___ ENTRIES SUPPLIED
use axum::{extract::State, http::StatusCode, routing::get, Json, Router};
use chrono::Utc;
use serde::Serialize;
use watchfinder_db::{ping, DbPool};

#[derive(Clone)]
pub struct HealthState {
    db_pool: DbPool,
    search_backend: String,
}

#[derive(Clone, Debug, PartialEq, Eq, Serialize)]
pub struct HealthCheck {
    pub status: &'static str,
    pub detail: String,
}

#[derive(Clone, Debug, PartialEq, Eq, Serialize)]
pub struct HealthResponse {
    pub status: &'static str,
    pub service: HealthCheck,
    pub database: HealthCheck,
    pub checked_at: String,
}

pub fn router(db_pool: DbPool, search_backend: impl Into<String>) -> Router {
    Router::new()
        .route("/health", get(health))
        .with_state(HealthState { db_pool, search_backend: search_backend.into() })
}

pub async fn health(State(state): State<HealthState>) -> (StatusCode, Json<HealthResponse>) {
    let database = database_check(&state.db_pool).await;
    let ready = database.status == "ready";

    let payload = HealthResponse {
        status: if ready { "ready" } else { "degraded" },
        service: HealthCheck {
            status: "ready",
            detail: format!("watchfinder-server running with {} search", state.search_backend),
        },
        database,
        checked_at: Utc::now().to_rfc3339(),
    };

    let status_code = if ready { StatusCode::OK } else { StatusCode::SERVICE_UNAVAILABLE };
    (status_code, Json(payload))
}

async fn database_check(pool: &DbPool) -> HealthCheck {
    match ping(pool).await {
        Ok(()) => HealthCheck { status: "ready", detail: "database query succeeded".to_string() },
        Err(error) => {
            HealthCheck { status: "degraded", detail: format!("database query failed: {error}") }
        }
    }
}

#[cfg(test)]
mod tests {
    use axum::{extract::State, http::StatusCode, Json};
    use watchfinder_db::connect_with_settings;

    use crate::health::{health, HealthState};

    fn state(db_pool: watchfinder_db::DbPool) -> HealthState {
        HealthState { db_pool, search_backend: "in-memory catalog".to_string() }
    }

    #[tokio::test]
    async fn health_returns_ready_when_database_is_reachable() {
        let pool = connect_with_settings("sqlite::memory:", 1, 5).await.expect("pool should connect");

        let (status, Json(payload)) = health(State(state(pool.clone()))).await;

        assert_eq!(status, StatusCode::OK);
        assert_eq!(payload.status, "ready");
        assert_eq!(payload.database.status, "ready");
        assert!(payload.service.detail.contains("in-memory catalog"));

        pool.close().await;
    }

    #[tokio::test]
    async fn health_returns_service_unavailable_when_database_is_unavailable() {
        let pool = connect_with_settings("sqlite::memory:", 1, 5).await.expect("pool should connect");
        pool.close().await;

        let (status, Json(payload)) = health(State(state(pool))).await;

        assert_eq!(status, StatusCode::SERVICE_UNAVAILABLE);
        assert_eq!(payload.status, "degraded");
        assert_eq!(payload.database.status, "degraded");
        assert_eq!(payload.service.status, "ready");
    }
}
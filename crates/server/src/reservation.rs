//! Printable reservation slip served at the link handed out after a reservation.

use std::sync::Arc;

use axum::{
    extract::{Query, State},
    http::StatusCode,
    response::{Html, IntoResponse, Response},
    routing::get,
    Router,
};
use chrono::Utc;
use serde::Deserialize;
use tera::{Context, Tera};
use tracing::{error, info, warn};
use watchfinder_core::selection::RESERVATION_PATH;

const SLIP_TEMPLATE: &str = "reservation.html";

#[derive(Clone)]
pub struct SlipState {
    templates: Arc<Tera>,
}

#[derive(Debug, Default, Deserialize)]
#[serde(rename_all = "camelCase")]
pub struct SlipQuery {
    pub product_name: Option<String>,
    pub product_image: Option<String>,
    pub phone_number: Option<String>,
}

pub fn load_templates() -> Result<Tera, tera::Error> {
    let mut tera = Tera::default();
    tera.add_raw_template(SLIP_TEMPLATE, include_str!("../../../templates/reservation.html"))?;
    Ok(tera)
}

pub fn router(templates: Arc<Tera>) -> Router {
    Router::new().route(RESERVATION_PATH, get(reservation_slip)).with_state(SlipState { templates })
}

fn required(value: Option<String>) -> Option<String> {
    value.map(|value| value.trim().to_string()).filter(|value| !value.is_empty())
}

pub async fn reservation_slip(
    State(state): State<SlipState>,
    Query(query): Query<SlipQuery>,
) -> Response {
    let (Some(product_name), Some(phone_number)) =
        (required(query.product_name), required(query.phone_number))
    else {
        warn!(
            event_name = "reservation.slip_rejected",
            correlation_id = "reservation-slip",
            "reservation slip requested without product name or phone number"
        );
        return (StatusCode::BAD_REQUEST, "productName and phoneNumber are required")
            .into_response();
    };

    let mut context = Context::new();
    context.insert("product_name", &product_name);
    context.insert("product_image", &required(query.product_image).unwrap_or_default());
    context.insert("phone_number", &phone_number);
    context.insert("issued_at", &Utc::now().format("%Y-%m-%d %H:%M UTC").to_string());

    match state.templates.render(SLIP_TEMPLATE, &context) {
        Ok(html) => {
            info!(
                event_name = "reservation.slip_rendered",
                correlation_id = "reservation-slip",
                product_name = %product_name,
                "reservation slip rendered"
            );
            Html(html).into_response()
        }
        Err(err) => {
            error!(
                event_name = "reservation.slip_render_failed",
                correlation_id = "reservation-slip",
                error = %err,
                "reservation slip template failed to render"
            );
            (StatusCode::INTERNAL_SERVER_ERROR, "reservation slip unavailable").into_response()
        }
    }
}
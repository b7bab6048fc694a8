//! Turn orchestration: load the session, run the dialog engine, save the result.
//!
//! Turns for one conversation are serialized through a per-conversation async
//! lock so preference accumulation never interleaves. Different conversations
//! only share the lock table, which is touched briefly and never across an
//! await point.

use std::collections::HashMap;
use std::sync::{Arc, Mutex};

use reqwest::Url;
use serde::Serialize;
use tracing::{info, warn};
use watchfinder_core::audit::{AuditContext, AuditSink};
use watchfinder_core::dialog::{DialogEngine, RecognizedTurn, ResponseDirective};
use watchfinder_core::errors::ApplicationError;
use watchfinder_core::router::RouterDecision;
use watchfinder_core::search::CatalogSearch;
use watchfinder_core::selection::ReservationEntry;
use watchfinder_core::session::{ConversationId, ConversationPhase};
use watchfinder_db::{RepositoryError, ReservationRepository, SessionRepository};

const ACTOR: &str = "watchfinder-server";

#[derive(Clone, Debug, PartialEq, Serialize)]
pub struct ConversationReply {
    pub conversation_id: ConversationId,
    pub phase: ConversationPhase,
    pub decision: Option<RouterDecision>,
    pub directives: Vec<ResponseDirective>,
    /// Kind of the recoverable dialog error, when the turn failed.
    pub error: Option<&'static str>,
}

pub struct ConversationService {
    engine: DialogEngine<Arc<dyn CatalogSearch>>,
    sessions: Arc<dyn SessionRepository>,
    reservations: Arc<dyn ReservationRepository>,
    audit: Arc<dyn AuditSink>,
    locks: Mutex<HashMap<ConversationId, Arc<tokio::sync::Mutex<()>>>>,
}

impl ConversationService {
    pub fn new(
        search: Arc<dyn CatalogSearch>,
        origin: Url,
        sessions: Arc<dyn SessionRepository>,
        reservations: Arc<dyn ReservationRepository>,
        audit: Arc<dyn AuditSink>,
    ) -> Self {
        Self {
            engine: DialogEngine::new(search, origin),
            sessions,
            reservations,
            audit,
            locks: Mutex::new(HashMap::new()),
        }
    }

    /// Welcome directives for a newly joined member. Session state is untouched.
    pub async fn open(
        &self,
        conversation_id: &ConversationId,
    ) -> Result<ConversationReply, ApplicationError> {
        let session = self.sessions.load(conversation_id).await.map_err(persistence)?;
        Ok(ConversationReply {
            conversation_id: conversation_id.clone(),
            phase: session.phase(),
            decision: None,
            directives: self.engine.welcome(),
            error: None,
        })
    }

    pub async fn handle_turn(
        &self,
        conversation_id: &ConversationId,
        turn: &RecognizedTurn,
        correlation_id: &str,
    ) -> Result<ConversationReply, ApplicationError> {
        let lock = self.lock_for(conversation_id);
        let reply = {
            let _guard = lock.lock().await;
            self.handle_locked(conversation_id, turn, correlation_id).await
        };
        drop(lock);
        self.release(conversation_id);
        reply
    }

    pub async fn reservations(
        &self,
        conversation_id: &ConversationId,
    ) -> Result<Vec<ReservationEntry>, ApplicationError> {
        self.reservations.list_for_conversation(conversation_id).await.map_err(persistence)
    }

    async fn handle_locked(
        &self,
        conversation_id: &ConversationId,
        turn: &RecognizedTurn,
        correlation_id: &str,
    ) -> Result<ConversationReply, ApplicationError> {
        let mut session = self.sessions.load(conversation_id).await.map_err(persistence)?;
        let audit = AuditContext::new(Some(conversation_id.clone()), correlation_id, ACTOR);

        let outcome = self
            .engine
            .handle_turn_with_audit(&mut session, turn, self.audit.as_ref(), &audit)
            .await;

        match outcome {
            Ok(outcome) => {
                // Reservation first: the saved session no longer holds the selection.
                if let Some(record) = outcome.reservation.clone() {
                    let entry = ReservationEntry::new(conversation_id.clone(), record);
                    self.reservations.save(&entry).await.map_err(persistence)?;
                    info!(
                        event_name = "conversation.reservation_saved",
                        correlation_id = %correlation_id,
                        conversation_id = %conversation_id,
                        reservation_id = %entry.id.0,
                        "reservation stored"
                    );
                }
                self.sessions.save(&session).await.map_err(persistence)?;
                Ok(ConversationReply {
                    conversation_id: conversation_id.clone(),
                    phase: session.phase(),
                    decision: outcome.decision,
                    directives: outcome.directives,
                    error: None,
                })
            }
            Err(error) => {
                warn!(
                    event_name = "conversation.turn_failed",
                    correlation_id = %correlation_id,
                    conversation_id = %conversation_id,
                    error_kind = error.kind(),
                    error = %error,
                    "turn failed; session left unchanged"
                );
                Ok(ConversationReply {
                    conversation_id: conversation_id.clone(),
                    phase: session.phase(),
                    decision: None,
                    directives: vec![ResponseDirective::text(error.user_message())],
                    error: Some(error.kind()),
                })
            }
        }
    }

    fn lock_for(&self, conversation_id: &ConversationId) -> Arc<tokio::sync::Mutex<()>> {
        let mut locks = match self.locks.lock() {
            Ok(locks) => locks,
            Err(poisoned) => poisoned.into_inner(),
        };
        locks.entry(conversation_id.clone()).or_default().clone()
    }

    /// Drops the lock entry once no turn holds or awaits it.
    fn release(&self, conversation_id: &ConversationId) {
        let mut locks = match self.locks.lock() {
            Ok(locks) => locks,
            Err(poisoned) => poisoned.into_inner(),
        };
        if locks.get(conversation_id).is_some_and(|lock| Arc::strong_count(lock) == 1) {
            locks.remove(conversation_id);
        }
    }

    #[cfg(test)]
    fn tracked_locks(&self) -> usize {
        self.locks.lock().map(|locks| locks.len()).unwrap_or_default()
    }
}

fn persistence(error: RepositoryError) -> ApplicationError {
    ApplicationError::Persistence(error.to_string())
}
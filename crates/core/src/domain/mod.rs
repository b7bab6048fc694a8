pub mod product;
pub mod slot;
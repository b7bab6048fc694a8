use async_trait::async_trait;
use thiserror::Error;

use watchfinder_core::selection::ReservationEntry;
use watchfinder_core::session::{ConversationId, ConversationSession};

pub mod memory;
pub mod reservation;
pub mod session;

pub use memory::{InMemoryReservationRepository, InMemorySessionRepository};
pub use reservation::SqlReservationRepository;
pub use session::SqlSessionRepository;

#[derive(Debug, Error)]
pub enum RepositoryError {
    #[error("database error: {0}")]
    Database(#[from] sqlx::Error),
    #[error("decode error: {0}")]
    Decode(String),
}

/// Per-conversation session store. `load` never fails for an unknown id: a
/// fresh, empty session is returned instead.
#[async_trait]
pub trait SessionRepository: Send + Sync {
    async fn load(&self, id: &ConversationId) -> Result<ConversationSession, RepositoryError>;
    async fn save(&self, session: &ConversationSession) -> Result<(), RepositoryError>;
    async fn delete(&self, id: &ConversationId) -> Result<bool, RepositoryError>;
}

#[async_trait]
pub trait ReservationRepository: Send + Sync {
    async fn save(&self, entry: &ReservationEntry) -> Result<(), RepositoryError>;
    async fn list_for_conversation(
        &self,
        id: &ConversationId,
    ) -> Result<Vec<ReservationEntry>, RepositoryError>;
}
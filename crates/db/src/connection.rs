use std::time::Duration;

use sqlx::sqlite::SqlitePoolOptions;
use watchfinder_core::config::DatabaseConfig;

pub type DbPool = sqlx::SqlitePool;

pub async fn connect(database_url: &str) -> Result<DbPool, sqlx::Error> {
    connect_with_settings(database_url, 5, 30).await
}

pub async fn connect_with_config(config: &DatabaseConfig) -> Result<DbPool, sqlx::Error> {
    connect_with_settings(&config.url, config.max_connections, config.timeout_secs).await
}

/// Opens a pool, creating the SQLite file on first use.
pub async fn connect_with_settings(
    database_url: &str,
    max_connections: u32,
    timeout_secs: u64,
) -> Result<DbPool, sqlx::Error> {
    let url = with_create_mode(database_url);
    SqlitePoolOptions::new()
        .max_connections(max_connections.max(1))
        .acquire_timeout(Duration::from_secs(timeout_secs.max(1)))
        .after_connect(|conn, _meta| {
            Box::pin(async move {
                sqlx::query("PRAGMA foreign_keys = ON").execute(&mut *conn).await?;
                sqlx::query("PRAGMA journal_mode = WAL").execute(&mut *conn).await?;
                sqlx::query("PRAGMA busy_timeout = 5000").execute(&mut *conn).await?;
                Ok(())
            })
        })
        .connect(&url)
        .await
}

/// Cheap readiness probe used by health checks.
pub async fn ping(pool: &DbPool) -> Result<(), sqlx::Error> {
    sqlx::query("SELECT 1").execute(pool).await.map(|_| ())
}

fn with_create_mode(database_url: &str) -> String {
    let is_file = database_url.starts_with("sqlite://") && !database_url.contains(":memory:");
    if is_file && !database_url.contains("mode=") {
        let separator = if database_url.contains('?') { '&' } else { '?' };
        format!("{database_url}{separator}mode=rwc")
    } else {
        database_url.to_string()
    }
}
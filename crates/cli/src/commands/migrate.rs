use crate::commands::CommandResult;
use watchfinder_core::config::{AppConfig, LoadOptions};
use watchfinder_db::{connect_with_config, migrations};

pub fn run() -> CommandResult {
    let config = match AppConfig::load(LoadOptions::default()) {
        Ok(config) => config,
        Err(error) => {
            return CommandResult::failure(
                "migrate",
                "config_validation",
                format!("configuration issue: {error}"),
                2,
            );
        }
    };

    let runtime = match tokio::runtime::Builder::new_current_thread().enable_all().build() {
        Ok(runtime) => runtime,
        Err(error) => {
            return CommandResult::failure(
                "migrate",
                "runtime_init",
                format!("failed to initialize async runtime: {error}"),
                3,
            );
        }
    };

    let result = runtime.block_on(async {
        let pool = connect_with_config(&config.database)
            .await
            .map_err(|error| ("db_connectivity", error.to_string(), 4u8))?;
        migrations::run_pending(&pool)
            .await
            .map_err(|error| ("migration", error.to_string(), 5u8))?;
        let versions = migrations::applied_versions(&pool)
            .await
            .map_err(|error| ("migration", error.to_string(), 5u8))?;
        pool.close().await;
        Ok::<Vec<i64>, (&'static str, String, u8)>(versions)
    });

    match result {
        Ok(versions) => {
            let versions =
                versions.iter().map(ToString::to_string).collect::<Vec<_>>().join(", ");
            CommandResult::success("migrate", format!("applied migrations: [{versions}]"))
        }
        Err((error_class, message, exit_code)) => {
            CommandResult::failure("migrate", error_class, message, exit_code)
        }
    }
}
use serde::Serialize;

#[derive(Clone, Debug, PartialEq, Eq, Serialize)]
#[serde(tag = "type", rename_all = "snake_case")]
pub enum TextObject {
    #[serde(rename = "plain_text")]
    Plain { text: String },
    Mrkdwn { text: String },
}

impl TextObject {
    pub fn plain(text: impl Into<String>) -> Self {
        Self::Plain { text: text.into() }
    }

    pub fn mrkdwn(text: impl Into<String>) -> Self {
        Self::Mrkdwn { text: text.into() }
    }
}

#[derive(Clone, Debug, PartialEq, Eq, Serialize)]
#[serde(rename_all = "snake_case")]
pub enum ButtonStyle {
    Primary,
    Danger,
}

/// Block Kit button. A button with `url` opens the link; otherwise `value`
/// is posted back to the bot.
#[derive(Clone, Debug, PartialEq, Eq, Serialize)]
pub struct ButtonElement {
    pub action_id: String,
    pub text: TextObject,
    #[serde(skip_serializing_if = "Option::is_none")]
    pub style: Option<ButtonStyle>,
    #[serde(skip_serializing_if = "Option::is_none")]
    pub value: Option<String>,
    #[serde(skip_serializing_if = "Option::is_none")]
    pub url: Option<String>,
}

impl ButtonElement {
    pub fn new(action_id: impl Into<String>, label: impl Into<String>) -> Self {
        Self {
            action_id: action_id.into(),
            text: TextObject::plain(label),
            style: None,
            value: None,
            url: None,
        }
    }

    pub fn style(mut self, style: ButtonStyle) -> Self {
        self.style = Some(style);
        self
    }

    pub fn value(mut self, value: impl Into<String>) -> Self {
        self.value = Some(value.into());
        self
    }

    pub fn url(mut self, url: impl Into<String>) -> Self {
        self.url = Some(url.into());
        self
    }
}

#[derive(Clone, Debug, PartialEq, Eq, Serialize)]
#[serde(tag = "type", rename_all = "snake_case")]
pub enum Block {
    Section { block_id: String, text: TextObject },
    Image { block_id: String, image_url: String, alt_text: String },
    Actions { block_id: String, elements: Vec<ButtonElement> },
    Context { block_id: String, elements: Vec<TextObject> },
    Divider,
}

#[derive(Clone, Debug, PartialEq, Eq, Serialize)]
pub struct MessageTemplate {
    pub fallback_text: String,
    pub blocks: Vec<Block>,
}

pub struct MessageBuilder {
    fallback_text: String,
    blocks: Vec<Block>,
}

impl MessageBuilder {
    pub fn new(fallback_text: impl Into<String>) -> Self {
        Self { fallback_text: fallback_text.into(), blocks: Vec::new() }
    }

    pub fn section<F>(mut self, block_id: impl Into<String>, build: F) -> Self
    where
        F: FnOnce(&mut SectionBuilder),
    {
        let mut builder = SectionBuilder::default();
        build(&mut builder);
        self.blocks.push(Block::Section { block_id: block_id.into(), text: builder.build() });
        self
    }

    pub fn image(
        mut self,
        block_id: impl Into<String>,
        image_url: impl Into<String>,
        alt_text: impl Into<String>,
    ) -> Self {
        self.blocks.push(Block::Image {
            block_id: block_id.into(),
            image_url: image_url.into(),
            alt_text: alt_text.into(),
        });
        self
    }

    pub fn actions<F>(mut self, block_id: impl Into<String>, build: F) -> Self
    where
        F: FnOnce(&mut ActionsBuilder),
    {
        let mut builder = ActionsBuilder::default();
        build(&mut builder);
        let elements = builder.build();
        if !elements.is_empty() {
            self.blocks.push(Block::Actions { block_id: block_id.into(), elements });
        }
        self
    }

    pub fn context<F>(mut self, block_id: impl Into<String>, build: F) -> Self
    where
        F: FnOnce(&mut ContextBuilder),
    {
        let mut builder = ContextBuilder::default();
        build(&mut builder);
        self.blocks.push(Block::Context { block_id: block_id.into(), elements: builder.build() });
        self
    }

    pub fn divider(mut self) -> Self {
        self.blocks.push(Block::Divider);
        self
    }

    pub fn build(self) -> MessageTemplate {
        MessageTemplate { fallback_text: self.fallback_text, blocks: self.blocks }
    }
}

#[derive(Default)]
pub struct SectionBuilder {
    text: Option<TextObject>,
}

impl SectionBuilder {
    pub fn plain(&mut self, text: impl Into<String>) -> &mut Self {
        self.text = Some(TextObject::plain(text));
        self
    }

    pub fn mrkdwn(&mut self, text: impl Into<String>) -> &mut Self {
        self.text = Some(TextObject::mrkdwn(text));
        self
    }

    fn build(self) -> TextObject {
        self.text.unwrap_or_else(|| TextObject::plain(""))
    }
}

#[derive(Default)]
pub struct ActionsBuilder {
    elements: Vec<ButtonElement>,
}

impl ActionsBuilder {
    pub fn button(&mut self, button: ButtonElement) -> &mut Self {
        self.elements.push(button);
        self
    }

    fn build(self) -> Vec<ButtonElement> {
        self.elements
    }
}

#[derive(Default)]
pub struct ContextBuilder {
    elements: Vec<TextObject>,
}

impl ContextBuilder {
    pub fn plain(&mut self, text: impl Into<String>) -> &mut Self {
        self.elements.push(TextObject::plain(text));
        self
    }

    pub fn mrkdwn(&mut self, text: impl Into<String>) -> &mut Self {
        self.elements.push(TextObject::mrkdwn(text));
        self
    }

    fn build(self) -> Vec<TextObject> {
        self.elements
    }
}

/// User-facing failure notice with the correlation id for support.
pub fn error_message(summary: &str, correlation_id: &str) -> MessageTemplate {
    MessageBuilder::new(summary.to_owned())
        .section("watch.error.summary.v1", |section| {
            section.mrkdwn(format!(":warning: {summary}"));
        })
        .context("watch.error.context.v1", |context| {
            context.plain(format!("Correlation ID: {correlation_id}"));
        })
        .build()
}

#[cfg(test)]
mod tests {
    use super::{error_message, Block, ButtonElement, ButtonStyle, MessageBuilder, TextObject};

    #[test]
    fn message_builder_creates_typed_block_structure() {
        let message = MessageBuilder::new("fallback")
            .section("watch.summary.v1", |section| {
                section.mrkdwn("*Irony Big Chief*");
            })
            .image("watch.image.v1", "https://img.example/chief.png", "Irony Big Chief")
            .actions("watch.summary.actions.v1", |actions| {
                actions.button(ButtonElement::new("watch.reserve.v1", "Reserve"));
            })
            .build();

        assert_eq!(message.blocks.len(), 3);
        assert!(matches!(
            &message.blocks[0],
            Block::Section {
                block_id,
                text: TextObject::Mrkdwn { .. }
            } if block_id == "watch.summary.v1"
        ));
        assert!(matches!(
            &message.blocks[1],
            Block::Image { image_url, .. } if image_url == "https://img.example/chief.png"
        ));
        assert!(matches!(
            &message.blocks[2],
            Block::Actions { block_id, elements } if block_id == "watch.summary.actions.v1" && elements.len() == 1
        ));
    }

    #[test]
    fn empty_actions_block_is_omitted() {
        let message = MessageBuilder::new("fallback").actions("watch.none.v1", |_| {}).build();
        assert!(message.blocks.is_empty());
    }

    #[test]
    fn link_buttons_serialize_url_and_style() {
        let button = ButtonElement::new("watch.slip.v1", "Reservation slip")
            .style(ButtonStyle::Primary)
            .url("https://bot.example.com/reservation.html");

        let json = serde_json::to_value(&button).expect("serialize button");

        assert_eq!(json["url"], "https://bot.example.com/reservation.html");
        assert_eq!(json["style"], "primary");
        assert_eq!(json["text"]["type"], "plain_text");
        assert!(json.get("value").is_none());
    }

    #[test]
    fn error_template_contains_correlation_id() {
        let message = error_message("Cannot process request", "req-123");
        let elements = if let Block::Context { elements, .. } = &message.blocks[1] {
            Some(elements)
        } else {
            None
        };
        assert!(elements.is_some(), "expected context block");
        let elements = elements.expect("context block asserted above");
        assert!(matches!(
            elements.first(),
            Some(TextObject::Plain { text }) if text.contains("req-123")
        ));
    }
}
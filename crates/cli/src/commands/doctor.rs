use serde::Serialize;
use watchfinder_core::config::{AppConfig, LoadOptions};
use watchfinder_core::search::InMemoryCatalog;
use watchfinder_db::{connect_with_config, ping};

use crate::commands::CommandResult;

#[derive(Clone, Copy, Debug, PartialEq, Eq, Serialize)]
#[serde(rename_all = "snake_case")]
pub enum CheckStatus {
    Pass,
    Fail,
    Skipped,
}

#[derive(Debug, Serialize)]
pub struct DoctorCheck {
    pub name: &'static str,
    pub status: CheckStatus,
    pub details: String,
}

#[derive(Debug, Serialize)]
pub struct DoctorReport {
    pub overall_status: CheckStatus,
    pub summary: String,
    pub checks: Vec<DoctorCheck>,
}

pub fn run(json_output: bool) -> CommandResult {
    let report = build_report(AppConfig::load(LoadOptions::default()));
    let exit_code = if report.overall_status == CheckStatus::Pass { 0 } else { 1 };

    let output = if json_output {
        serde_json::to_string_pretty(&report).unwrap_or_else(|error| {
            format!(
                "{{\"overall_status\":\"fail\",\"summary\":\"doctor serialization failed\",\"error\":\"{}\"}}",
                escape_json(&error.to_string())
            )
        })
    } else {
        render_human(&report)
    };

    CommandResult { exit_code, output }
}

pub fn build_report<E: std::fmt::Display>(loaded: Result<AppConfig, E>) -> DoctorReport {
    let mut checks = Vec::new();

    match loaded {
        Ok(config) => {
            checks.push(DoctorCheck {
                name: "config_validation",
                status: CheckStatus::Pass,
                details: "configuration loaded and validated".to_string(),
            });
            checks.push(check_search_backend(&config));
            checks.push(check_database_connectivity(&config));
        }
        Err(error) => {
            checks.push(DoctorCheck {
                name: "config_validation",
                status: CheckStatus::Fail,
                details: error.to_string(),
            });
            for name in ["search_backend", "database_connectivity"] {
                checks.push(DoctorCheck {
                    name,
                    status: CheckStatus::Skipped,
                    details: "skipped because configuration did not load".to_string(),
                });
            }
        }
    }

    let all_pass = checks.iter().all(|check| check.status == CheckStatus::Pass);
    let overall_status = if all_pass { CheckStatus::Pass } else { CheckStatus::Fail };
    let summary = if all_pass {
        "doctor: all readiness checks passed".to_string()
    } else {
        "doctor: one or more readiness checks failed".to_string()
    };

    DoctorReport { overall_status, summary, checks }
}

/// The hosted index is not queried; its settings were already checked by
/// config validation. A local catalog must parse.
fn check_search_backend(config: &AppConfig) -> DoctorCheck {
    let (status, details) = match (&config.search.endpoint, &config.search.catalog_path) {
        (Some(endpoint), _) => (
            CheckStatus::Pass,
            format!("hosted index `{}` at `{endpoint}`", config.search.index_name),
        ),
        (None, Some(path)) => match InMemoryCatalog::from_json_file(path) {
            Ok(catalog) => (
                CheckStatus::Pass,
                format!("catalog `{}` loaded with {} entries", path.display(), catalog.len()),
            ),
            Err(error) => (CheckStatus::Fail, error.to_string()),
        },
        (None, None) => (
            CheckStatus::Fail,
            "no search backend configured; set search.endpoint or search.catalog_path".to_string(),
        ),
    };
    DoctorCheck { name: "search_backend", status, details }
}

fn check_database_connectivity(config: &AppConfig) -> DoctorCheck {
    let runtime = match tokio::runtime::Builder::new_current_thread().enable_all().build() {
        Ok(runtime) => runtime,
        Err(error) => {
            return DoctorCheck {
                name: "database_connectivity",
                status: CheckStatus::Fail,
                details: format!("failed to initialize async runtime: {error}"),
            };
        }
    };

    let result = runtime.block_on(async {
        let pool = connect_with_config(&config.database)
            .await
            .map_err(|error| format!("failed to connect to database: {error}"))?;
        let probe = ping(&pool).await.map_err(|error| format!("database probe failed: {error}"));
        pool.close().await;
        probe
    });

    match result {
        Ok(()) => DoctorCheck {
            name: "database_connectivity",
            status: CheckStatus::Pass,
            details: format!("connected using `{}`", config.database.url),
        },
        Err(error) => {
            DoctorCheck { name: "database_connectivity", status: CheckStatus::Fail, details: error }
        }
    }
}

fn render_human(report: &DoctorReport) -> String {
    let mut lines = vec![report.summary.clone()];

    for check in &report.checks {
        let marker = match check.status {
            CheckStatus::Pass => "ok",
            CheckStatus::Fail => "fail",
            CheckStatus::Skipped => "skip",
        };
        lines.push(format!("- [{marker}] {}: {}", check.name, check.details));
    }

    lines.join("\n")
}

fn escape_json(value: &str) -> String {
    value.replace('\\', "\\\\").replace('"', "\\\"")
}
______
== REQUIRED WORK ==
Above are the records. Print exactly, and only, the lines from the line with "let outcome = self" to the line with "entry = ReservationEntry::new(conversation_id.clone(), record);", both inclusive.

== ANSWER SECTION ==
        let outcome = self
            .engine
            .handle_turn_with_audit(&mut session, turn, self.audit.as_ref(), &audit)
            .await;

        match outcome {
            Ok(outcome) => {
                // Reservation first: the saved session no longer holds the selection.
                if let Some(record) = outcome.reservation.clone() {
                    let entry = ReservationEntry::new(conversation_id.clone(), record);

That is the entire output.